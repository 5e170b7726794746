//! PostgreSQL EXPLAIN adapter
//!
//! `EXPLAIN (FORMAT JSON)` is the primary input; the default text format is
//! accepted as a fallback for output captured from psql.
//!
//! ```
//! use querylens_analyzer::explain::postgres::parse_postgres_explain;
//!
//! let explain = r#"[{"Plan": {
//!     "Node Type": "Index Scan",
//!     "Relation Name": "orders",
//!     "Index Name": "orders_pkey",
//!     "Total Cost": 8.3
//! }}]"#;
//!
//! let plan = parse_postgres_explain(explain).unwrap();
//! assert_eq!(plan.total_cost(), Some(8.3));
//! assert!(!plan.has_sequential_scans());
//! ```

use querylens_core::{PlanNode, QueryPlan};
use serde_json::Value;
use thiserror::Error;

/// Why a PostgreSQL EXPLAIN document could not be adapted
#[derive(Debug, Error)]
pub enum PostgresExplainError {
    #[error("Invalid JSON: {0}")]
    InvalidJson(#[from] serde_json::Error),

    #[error("EXPLAIN output has no \"Plan\" object")]
    MissingPlan,

    #[error("Malformed plan: {0}")]
    InvalidStructure(String),
}

pub type Result<T> = std::result::Result<T, PostgresExplainError>;

/// Adapts EXPLAIN output in either format; JSON is recognized by its
/// leading `[` or `{`
pub fn parse_postgres_explain(output: &str) -> Result<QueryPlan> {
    let output = output.trim();
    match output.chars().next() {
        Some('[' | '{') => parse_json_explain(output),
        _ => parse_text_explain(output),
    }
}

pub fn parse_json_explain(json: &str) -> Result<QueryPlan> {
    parse_json_value(&serde_json::from_str::<Value>(json)?)
}

/// Parses an already-decoded EXPLAIN (FORMAT JSON) document.
///
/// Drivers that read the `json` column directly hand the value over here
/// without a round-trip through text.
pub fn parse_json_value(value: &Value) -> Result<QueryPlan> {
    // `[{"Plan": ...}]`, one element per statement
    let document = match value.as_array() {
        Some(arr) => arr.first().ok_or(PostgresExplainError::MissingPlan)?,
        None => value,
    };
    let plan_obj = document
        .get("Plan")
        .ok_or(PostgresExplainError::MissingPlan)?;

    let mut plan = QueryPlan::new(parse_plan_node(plan_obj)?);

    // Timing is only present for EXPLAIN ANALYZE
    plan.planning_time_ms = document.get("Planning Time").and_then(Value::as_f64);
    plan.execution_time_ms = document.get("Execution Time").and_then(Value::as_f64);

    Ok(plan)
}

fn parse_plan_node(value: &Value) -> Result<PlanNode> {
    let node_type = value
        .get("Node Type")
        .and_then(Value::as_str)
        .ok_or_else(|| PostgresExplainError::InvalidStructure("node without \"Node Type\"".into()))?;

    let mut node = PlanNode::new(node_type);

    let text = |key: &str| value.get(key).and_then(Value::as_str).map(String::from);
    node.relation = text("Relation Name");
    node.alias = text("Alias");
    node.index_name = text("Index Name");
    node.filter = text("Filter");

    node.startup_cost = value
        .get("Startup Cost")
        .and_then(Value::as_f64)
        .unwrap_or_default();
    node.total_cost = value
        .get("Total Cost")
        .and_then(Value::as_f64)
        .unwrap_or_default();
    node.plan_rows = value
        .get("Plan Rows")
        .and_then(Value::as_u64)
        .unwrap_or_default();

    if let Some(plans) = value.get("Plans").and_then(Value::as_array) {
        node.children = plans.iter().map(parse_plan_node).collect::<Result<_>>()?;
    }

    Ok(node)
}

/// Adapts the default text format.
///
/// Only node lines, costs and `Filter:` properties are read; other property
/// lines are skipped.
pub fn parse_text_explain(text: &str) -> Result<QueryPlan> {
    let lines: Vec<&str> = text
        .lines()
        .filter(|l| !l.trim().is_empty() && !is_timing_line(l))
        .collect();
    if lines.is_empty() {
        return Err(PostgresExplainError::InvalidStructure("no plan lines".into()));
    }

    let (root, _) = parse_text_node(&lines, 0)?;
    let mut plan = QueryPlan::new(root);

    // Timing footer, EXPLAIN ANALYZE only
    for line in text.lines().rev().take(5) {
        let lower = line.trim().to_lowercase();
        if lower.starts_with("planning time:") {
            plan.planning_time_ms = time_ms(&lower);
        } else if lower.starts_with("execution time:") {
            plan.execution_time_ms = time_ms(&lower);
        }
    }

    Ok(plan)
}

fn is_timing_line(line: &str) -> bool {
    let lower = line.trim().to_lowercase();
    lower.starts_with("planning time") || lower.starts_with("execution time")
}

/// Parses the node at `start` and every deeper `->` line beneath it.
/// Returns the node and the index of the first line that is not part of it.
fn parse_text_node(lines: &[&str], start: usize) -> Result<(PlanNode, usize)> {
    let indent = indent_of(lines[start]);
    let mut node = parse_text_line(lines[start].trim());

    let mut pos = start + 1;
    while let Some(line) = lines.get(pos).filter(|l| indent_of(l) > indent) {
        let body = line.trim();
        if body.starts_with("->") {
            let (child, end) = parse_text_node(lines, pos)?;
            node.children.push(child);
            pos = end;
        } else {
            if let Some(filter) = body.strip_prefix("Filter:") {
                node.filter = Some(filter.trim().to_string());
            }
            pos += 1;
        }
    }

    Ok((node, pos))
}

/// Format: `Node Type [using index] [on relation [alias]]  (cost=X..Y rows=N width=W)`
fn parse_text_line(line: &str) -> PlanNode {
    let content = line.trim_start_matches("->").trim();

    let (type_part, cost_part) = match content.find(" (cost=") {
        Some(idx) => (content[..idx].trim(), Some(&content[idx..])),
        None => (content, None),
    };

    let words: Vec<&str> = type_part.split_whitespace().collect();
    let type_end = words
        .iter()
        .position(|w| *w == "on" || *w == "using")
        .unwrap_or(words.len());

    let mut type_words = &words[..type_end];
    // "Parallel Seq Scan" is a Seq Scan run by parallel workers
    if type_words.first() == Some(&"Parallel") {
        type_words = &type_words[1..];
    }
    let mut node = PlanNode::new(type_words.join(" "));

    let rest = &words[type_end..];
    if let Some(using_idx) = rest.iter().position(|w| *w == "using") {
        node.index_name = rest.get(using_idx + 1).map(|s| s.to_string());
    }
    if let Some(on_idx) = rest.iter().position(|w| *w == "on") {
        node.relation = rest.get(on_idx + 1).map(|s| s.to_string());
        node.alias = rest.get(on_idx + 2).map(|s| s.to_string());
    }

    if let Some(costs) = cost_part {
        apply_costs(&mut node, costs);
    }

    node
}

/// Reads `(cost=0.00..10.00 rows=100 width=36)`; unparsable parts stay zero
fn apply_costs(node: &mut PlanNode, costs: &str) {
    if let Some(v) = between(costs, "cost=", "..").and_then(|s| s.parse().ok()) {
        node.startup_cost = v;
    }
    if let Some(v) = between(costs, "..", " rows=").and_then(|s| s.parse().ok()) {
        node.total_cost = v;
    }
    if let Some(v) = between(costs, "rows=", " width=").and_then(|s| s.parse().ok()) {
        node.plan_rows = v;
    }
}

fn between<'a>(s: &'a str, open: &str, close: &str) -> Option<&'a str> {
    let from = s.find(open)? + open.len();
    let len = s[from..].find(close)?;
    Some(&s[from..from + len])
}

fn indent_of(line: &str) -> usize {
    line.len() - line.trim_start().len()
}

/// `planning time: 0.123 ms` -> 0.123
fn time_ms(line: &str) -> Option<f64> {
    let (_, value) = line.split_once(':')?;
    value.trim().trim_end_matches("ms").trim().parse().ok()
}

═══

Work instruction
The records above must be retyped in full, exactly.

Answer to the exercise
repository 5e170b7726794746
//! PostgreSQL EXPLAIN adapter
//!
//! `EXPLAIN (FORMAT JSON)` is the primary input; the default text format is
//! accepted as a fallback for output captured from psql.
//!
//! ```
//! use querylens_analyzer::explain::postgres::parse_postgres_explain;
//!
//! let explain = r#"[{"Plan": {
//!     "Node Type": "Index Scan",
//!     "Relation Name": "orders",
//!     "Index Name": "orders_pkey",
//!     "Total Cost": 8.3
//! }}]"#;
//!
//! let plan = parse_postgres_explain(explain).unwrap();
//! assert_eq!(plan.total_cost(), Some(8.3));
//! assert!(!plan.has_sequential_scans());
//! ```

use querylens_core::{PlanNode, QueryPlan};
use serde_json::Value;
use thiserror::Error;

/// Why a PostgreSQL EXPLAIN document could not be adapted
#[derive(Debug, Error)]
pub enum PostgresExplainError {
    #[error("Invalid JSON: {0}")]
    InvalidJson(#[from] serde_json::Error),

    #[error("EXPLAIN output has no \"Plan\" object")]
    MissingPlan,

    #[error("Malformed plan: {0}")]
    InvalidStructure(String),
}

pub type Result<T> = std::result::Result<T, PostgresExplainError>;

/// Adapts EXPLAIN output in either format; JSON is recognized by its
/// leading `[` or `{`
pub fn parse_postgres_explain(output: &str) -> Result<QueryPlan> {
    let output = output.trim();
    match output.chars().next() {
        Some('[' | '{') => parse_json_explain(output),
        _ => parse_text_explain(output),
    }
}

pub fn parse_json_explain(json: &str) -> Result<QueryPlan> {
    parse_json_value(&serde_json::from_str::<Value>(json)?)
}

/// Parses an already-decoded EXPLAIN (FORMAT JSON) document.
///
/// Drivers that read the `json` column directly hand the value over here
/// without a round-trip through text.
pub fn parse_json_value(value: &Value) -> Result<QueryPlan> {
    // `[{"Plan": ...}]`, one element per statement
    let document = match value.as_array() {
        Some(arr) => arr.first().ok_or(PostgresExplainError::MissingPlan)?,
        None => value,
    };
    let plan_obj = document
        .get("Plan")
        .ok_or(PostgresExplainError::MissingPlan)?;

    let mut plan = QueryPlan::new(parse_plan_node(plan_obj)?);

    // Timing is only present for EXPLAIN ANALYZE
    plan.planning_time_ms = document.get("Planning Time").and_then(Value::as_f64);
    plan.execution_time_ms = document.get("Execution Time").and_then(Value::as_f64);

    Ok(plan)
}

fn parse_plan_node(value: &Value) -> Result<PlanNode> {
    let node_type = value
        .get("Node Type")
        .and_then(Value::as_str)
        .ok_or_else(|| PostgresExplainError::InvalidStructure("node without \"Node Type\"".into()))?;

    let mut node = PlanNode::new(node_type);

    let text = |key: &str| value.get(key).and_then(Value::as_str).map(String::from);
    node.relation = text("Relation Name");
    node.alias = text("Alias");
    node.index_name = text("Index Name");
    node.filter = text("Filter");

    node.startup_cost = value
        .get("Startup Cost")
        .and_then(Value::as_f64)
        .unwrap_or_default();
    node.total_cost = value
        .get("Total Cost")
        .and_then(Value::as_f64)
        .unwrap_or_default();
    node.plan_rows = value
        .get("Plan Rows")
        .and_then(Value::as_u64)
        .unwrap_or_default();

    if let Some(plans) = value.get("Plans").and_then(Value::as_array) {
        node.children = plans.iter().map(parse_plan_node).collect::<Result<_>>()?;
    }

    Ok(node)
}

/// Adapts the default text format.
///
/// Only node lines, costs and `Filter:` properties are read; other property
/// lines are skipped.
pub fn parse_text_explain(text: &str) -> Result<QueryPlan> {
    let lines: Vec<&str> = text
        .lines()
        .filter(|l| !l.trim().is_empty() && !is_timing_line(l))
        .collect();
    if lines.is_empty() {
        return Err(PostgresExplainError::InvalidStructure("no plan lines".into()));
    }

    let (root, _) = parse_text_node(&lines, 0)?;
    let mut plan = QueryPlan::new(root);

    // Timing footer, EXPLAIN ANALYZE only
    for line in text.lines().rev().take(5) {
        let lower = line.trim().to_lowercase();
        if lower.starts_with("planning time:") {
            plan.planning_time_ms = time_ms(&lower);
        } else if lower.starts_with("execution time:") {
            plan.execution_time_ms = time_ms(&lower);
        }
    }

    Ok(plan)
}

fn is_timing_line(line: &str) -> bool {
    let lower = line.trim().to_lowercase();
    lower.starts_with("planning time") || lower.starts_with("execution time")
}

/// Parses the node at `start` and every deeper `->` line beneath it.
/// Returns the node and the index of the first line that is not part of it.
fn parse_text_node(lines: &[&str], start: usize) -> Result<(PlanNode, usize)> {
    let indent = indent_of(lines[start]);
    let mut node = parse_text_line(lines[start].trim());

    let mut pos = start + 1;
    while let Some(line) = lines.get(pos).filter(|l| indent_of(l) > indent) {
        let body = line.trim();
        if body.starts_with("->") {
            let (child, end) = parse_text_node(lines, pos)?;
            node.children.push(child);
            pos = end;
        } else {
            if let Some(filter) = body.strip_prefix("Filter:") {
                node.filter = Some(filter.trim().to_string());
            }
            pos += 1;
        }
    }

    Ok((node, pos))
}

/// Format: `Node Type [using index] [on relation [alias]]  (cost=X..Y rows=N width=W)`
fn parse_text_line(line: &str) -> PlanNode {
    let content = line.trim_start_matches("->").trim();

    let (type_part, cost_part) = match content.find(" (cost=") {
        Some(idx) => (content[..idx].trim(), Some(&content[idx..])),
        None => (content, None),
    };

    let words: Vec<&str> = type_part.split_whitespace().collect();
    let type_end = words
        .iter()
        .position(|w| *w == "on" || *w == "using")
        .unwrap_or(words.len());

    let mut type_words = &words[..type_end];
    // "Parallel Seq Scan" is a Seq Scan run by parallel workers
    if type_words.first() == Some(&"Parallel") {
        type_words = &type_words[1..];
    }
    let mut node = PlanNode::new(type_words.join(" "));

    let rest = &words[type_end..];
    if let Some(using_idx) = rest.iter().position(|w| *w == "using") {
        node.index_name = rest.get(using_idx + 1).map(|s| s.to_string());
    }
    if let Some(on_idx) = rest.iter().position(|w| *w == "on") {
        node.relation = rest.get(on_idx + 1).map(|s| s.to_string());
        node.alias = rest.get(on_idx + 2).map(|s| s.to_string());
    }

    if let Some(costs) = cost_part {
        apply_costs(&mut node, costs);
    }

    node
}

/// Reads `(cost=0.00..10.00 rows=100 width=36)`; unparsable parts stay zero
fn apply_costs(node: &mut PlanNode, costs: &str) {
    if let Some(v) = between(costs, "cost=", "..").and_then(|s| s.parse().ok()) {
        node.startup_cost = v;
    }
    if let Some(v) = between(costs, "..", " rows=").and_then(|s| s.parse().ok()) {
        node.total_cost = v;
    }
    if let Some(v) = between(costs, "rows=", " width=").and_then(|s| s.parse().ok()) {
        node.plan_rows = v;
    }
}

fn between<'a>(s: &'a str, open: &str, close: &str) -> Option<&'a str> {
    let from = s.find(open)? + open.len();
    let len = s[from..].find(close)?;
    Some(&s[from..from + len])
}

fn indent_of(line: &str) -> usize {
    line.len() - line.trim_start().len()
}

/// `planning time: 0.123 ms` -> 0.123
fn time_ms(line: &str) -> Option<f64> {
    let (_, value) = line.split_once(':')?;
    value.trim().trim_end_matches("ms").trim().parse().ok()
}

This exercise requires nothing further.